Yes, in most circumstances. There is no general ban on working alone — the legal duty, under the Health and Safety at Work etc. Act 1974 and the Management of Health and Safety at Work Regulations 1999, is to assess the risks lone workers face and control them. Your risk assessment may conclude that specific high-risk tasks need a second person.
Is a written lone working policy a legal requirement?
The policy itself is not named in statute, but if you employ five or more people the significant findings of your risk assessments must be written down, and a policy is the practical way to turn those findings into arrangements staff can follow. For any business with lone workers, it is the document that evidences you have met the duty.
How often should lone workers check in?
The law does not set a frequency — your risk assessment does. Higher-risk work (home visits, night shifts, cash handling) justifies more frequent contact than low-risk office work out of hours. Whatever you choose, the frequency only protects people if a missed check-in reliably triggers escalation.

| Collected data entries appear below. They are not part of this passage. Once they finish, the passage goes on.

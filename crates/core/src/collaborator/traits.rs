//! Contracts for the services the extraction pipeline depends on.

use std::path::{Path, PathBuf};

use async_trait::async_trait;

use super::{CollaboratorError, ExportTarget, FetchedMedia, ImageCandidates, RecipePayload};

/// Downloads a video and its metadata.
#[async_trait]
pub trait MediaFetcher: Send + Sync {
    async fn fetch(&self, url: &str) -> Result<FetchedMedia, CollaboratorError>;
}

/// Speech-to-text over a downloaded video.
#[async_trait]
pub trait Transcriber: Send + Sync {
    async fn transcribe(&self, path: &Path, language: &str) -> Result<String, CollaboratorError>;
}

/// Reads text shown on screen (ingredient lists, captions).
///
/// Best-effort: the pipeline treats failure as "no visual text".
#[async_trait]
pub trait VisualTextExtractor: Send + Sync {
    async fn extract_text(&self, path: &Path, language: &str) -> Result<String, CollaboratorError>;
}

/// Picks frames that could serve as the dish photo.
///
/// Best-effort: failure yields no candidates.
#[async_trait]
pub trait ImageExtractor: Send + Sync {
    async fn extract_candidates(&self, path: &Path) -> Result<ImageCandidates, CollaboratorError>;
}

/// Chooses the frame that best shows the finished dish.
#[async_trait]
pub trait ImageSelector: Send + Sync {
    /// Provider name, for logs.
    fn name(&self) -> &'static str;

    /// Index into `frames`, or `None` when the answer was not a usable index.
    async fn select(&self, frames: &[PathBuf]) -> Result<Option<usize>, CollaboratorError>;
}

/// Turns a video description and transcript into a recipe.
#[async_trait]
pub trait RecipeGenerator: Send + Sync {
    async fn generate(
        &self,
        source_url: &str,
        description: &str,
        transcript: &str,
    ) -> Result<RecipePayload, CollaboratorError>;
}

/// Uploads a recipe to one recipe manager.
#[async_trait]
pub trait RecipeExporter: Send + Sync {
    /// The recipe manager this exporter talks to.
    fn target(&self) -> ExportTarget;

    /// Create the recipe and attach the image. Returns the external recipe id.
    async fn export(
        &self,
        recipe: &RecipePayload,
        image: Option<&Path>,
    ) -> Result<String, CollaboratorError>;
}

Do homeworkers count as lone workers?
Usually, yes — someone working from home without supervision is working alone, and your duty of care applies there too. For most desk-based homeworking the risks are low and the controls are light-touch, but the role should still appear in your assessment, particularly where the work involves distressing content or vulnerable customers.
What should a lone worker do if a customer becomes aggressive?
Withdraw first, report afterwards. The policy should make explicit that no task, sale, or piece of property justifies staying in a situation that feels unsafe, and that staff who walk away will be backed. Every such incident is reported and fed into the risk assessment review.